Sound System Debate
Whether the sound system’s goal is “accurate” reproduction or simply “pleasing” reproduction is often discussed. Often, accuracy of reproduction is assumed to be the goal. In saying this, one must recognize the impossibility (futility?) of recreating, in one acoustic space, a sound field generated in another acoustic space.
Yet, much of this difficulty stems from differences in directional cues and reverberation. Directional cues are primarily a matter of loudspeaker positioning, room geometry, and acoustics. Reverberation in a listening room seems to be largely factored out of perception by the human ear/brain mechanism. We become accustomed to the sound of the room we’re in. Thus, we can theoretically come pretty close to recreating the same perceptual experience in our listening room as was experienced in the original venue. The focus in this series of articles is the presence, or absence, of different amplifiers’s differences in sounds.
Given the goal defined in the previous paragraph, I have dived headlong into the “measurement versus perception” debate. Numerous sound-system attribution studies have been made in an effort to correlate physical measurements with listener perceptions in the evaluation of sound systems. Albert Einstein said everything should be made as simple as possible — but no simpler. If we hear differences in the sound of different amplifiers, we try to explain why the differences exist. At any point in our understanding, we may fall prey to the assumption that all perceived elements correlate with the presently popular set of measurable characteristics.

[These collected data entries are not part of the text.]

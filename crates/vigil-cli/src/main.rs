//! `vigil`: run the dashboard engine against a local record snapshot.
//!
//! Reads `vigil.toml` (or the path given with `--config`), layers `VIGIL_*`
//! environment variables on top, runs one operation and prints JSON to
//! stdout. Logs go to stderr.
//!
//! ```
//! vigil query records.json --period weekly --facet status=open --page 2
//! vigil snapshot --period monthly
//! vigil series --chart members -d new_members -d pc_visitors --mode cumulative
//! vigil parse "25.06.18. 09:00:00"
//! ```

mod commands;
mod config;

use std::path::PathBuf;

use anyhow::Context as _;
use chrono::NaiveDate;
use clap::{Parser, Subcommand, ValueEnum};
use serde::Serialize;
use tracing::level_filters::LevelFilter;
use tracing_subscriber::EnvFilter;
use vigil_core::{filter::FacetFilter, period::NamedPeriod, series::ChartMode};

use crate::{
  commands::{QueryArgs, SeriesArgs},
  config::EngineConfig,
};

#[derive(Parser)]
#[command(author, version, about = "Vigil moderation dashboard engine")]
struct Cli {
  /// Path to the TOML configuration file.
  #[arg(short, long, default_value = "vigil.toml")]
  config: PathBuf,

  /// Pretty-print JSON output.
  #[arg(long)]
  pretty: bool,

  #[command(subcommand)]
  command: Command,
}

#[derive(Subcommand)]
enum Command {
  /// Filter, sort and page a record snapshot.
  Query {
    /// JSON array of records.
    records: PathBuf,

    /// Case-insensitive substring over text fields.
    #[arg(short, long, default_value = "")]
    search: String,

    /// Facet filter as NAME=VALUE; VALUE `ALL` matches anything.
    #[arg(short, long = "facet", value_parser = commands::parse_facet)]
    facets: Vec<(String, FacetFilter)>,

    /// Named period resolved against the configured anchor.
    #[arg(short, long)]
    period: Option<NamedPeriod>,

    /// Explicit range start (YYYY-MM-DD); switches to a custom range.
    #[arg(long)]
    start: Option<NaiveDate>,

    /// Explicit range end (YYYY-MM-DD); switches to a custom range.
    #[arg(long)]
    end: Option<NaiveDate>,

    /// 1-based page index.
    #[arg(long, default_value_t = 1)]
    page: usize,

    #[arg(long)]
    page_size: Option<usize>,

    /// Timestamp role to filter and sort by.
    #[arg(long)]
    role: Option<String>,
  },

  /// Print every configured metric for a period.
  Snapshot {
    #[arg(short, long, default_value = "daily")]
    period: NamedPeriod,
  },

  /// Build chart series for the selected dimensions.
  Series {
    /// Chart name, matched case-insensitively against `[charts.*]`.
    #[arg(short, long)]
    chart: String,

    #[arg(short, long = "dimension", required = true)]
    dimensions: Vec<String>,

    #[arg(short, long, default_value = "daily")]
    period: NamedPeriod,

    #[arg(short, long, value_enum, default_value_t = Mode::Cumulative)]
    mode: Mode,

    /// Event kind plotted in delta mode.
    #[arg(long, default_value = "new")]
    sub_mode: String,

    /// Number of buckets; the period's cap when omitted.
    #[arg(long)]
    buckets: Option<usize>,

    /// Seed for modelled values.
    #[arg(long, env = "VIGIL_SEED")]
    seed: Option<u64>,

    /// Count records from this snapshot instead of modelling values.
    #[arg(long)]
    records: Option<PathBuf>,
  },

  /// Check compact timestamps (`YY.MM.DD. HH:MM:SS`).
  Parse {
    #[arg(required = true)]
    stamps: Vec<String>,
  },
}

#[derive(Clone, Copy, ValueEnum)]
enum Mode {
  Cumulative,
  Delta,
}

fn main() -> anyhow::Result<()> {
  tracing_subscriber::fmt()
    .with_writer(std::io::stderr)
    .with_env_filter(
      EnvFilter::builder()
        .with_default_directive(LevelFilter::INFO.into())
        .from_env_lossy(),
    )
    .init();

  let cli = Cli::parse();
  let cfg = EngineConfig::load(cli.config)?;

  match cli.command {
    Command::Query { records, search, facets, period, start, end, page, page_size, role } => {
      let records = commands::load_records(&records)?;
      let selection = commands::selection(period, start, end, cfg.anchor());
      let report = commands::query(&cfg, &records, QueryArgs {
        search,
        facets,
        selection,
        page,
        page_size,
        role,
      });
      emit(&report, cli.pretty)
    }
    Command::Snapshot { period } => emit(&commands::snapshot(&cfg, period)?, cli.pretty),
    Command::Series { chart, dimensions, period, mode, sub_mode, buckets, seed, records } => {
      let records = records.map(|p| commands::load_records(&p)).transpose()?;
      let mode = match mode {
        Mode::Cumulative => ChartMode::Cumulative,
        Mode::Delta => ChartMode::Delta(sub_mode),
      };
      let set = commands::series(&cfg, SeriesArgs {
        chart,
        dimensions,
        period,
        mode,
        buckets,
        seed,
        records,
      })?;
      emit(&set, cli.pretty)
    }
    Command::Parse { stamps } => emit(&commands::parse(stamps), cli.pretty),
  }
}

fn emit<T: Serialize>(value: &T, pretty: bool) -> anyhow::Result<()> {
  let out = if pretty {
    serde_json::to_string_pretty(value)
  } else {
    serde_json::to_string(value)
  }
  .context("failed to serialise output")?;
  println!("{out}");
  Ok(())
}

The result of this unfortunate tendency has been to alienate a certain portion of audiophiles from the scientific side of the field, to the point that they may suggest perception is everything and measurements are meaningless. At the other extreme are those claiming our present level of understanding is sufficient to completely characterize perceptual response to a sound system in terms of measurements alone. While this is certainly the goal, it has not yet been realized.
So, neither of the extreme views helps us progress in the art and science of sound reinforcement and reproduction.
Recognizing that listeners’ sound equipment opinions do not always correlate with measured performance ratings, many researchers have studied the subjective evaluation process of components and systems. Their intent has been to maximize the amount of equipment-related information that can be extracted from such evaluations while minimizing extraneous information input. Examples of extraneous input are numerous. Listeners evaluating speaker systems respond more favorably to equipment with known brand names, even if the equipment they are praising was manufactured by company A, and the nameplate from the well-known manufacturer company B was substituted for the original.
Listeners have been shown to prefer speaker A over speaker B when the sound level from speaker A was only a few tenths of a decibel higher than that of speaker B (due to differences in electrical drive levels). They switched their preference to speaker B when its level was raised above that of speaker A. The cabinet appearance also affects listeners’ sound quality perception. A speaker’s room location, both in relation to the listener and in relation to the room boundaries, affects preferences. The list goes on, and some of it applies to amplifiers as well as speakers.
The multitude of extraneous information that can intrude into a subjective evaluation is such that some professionals have characterized subjective testing as useless. And yet, we live in subjectivity. A perception that is true for the perceiver may not be true for other persons, meaning a subjectively true perception is not necessarily objectively true. The problem is not with subjectivity, but with deriving relevant and repeatable information from subjective tests while rejecting the irrelevant and non-repeatable. When this is accomplished, the subjective test results yield useful buying recommendations for listeners and can provide valuable input for product design improvements.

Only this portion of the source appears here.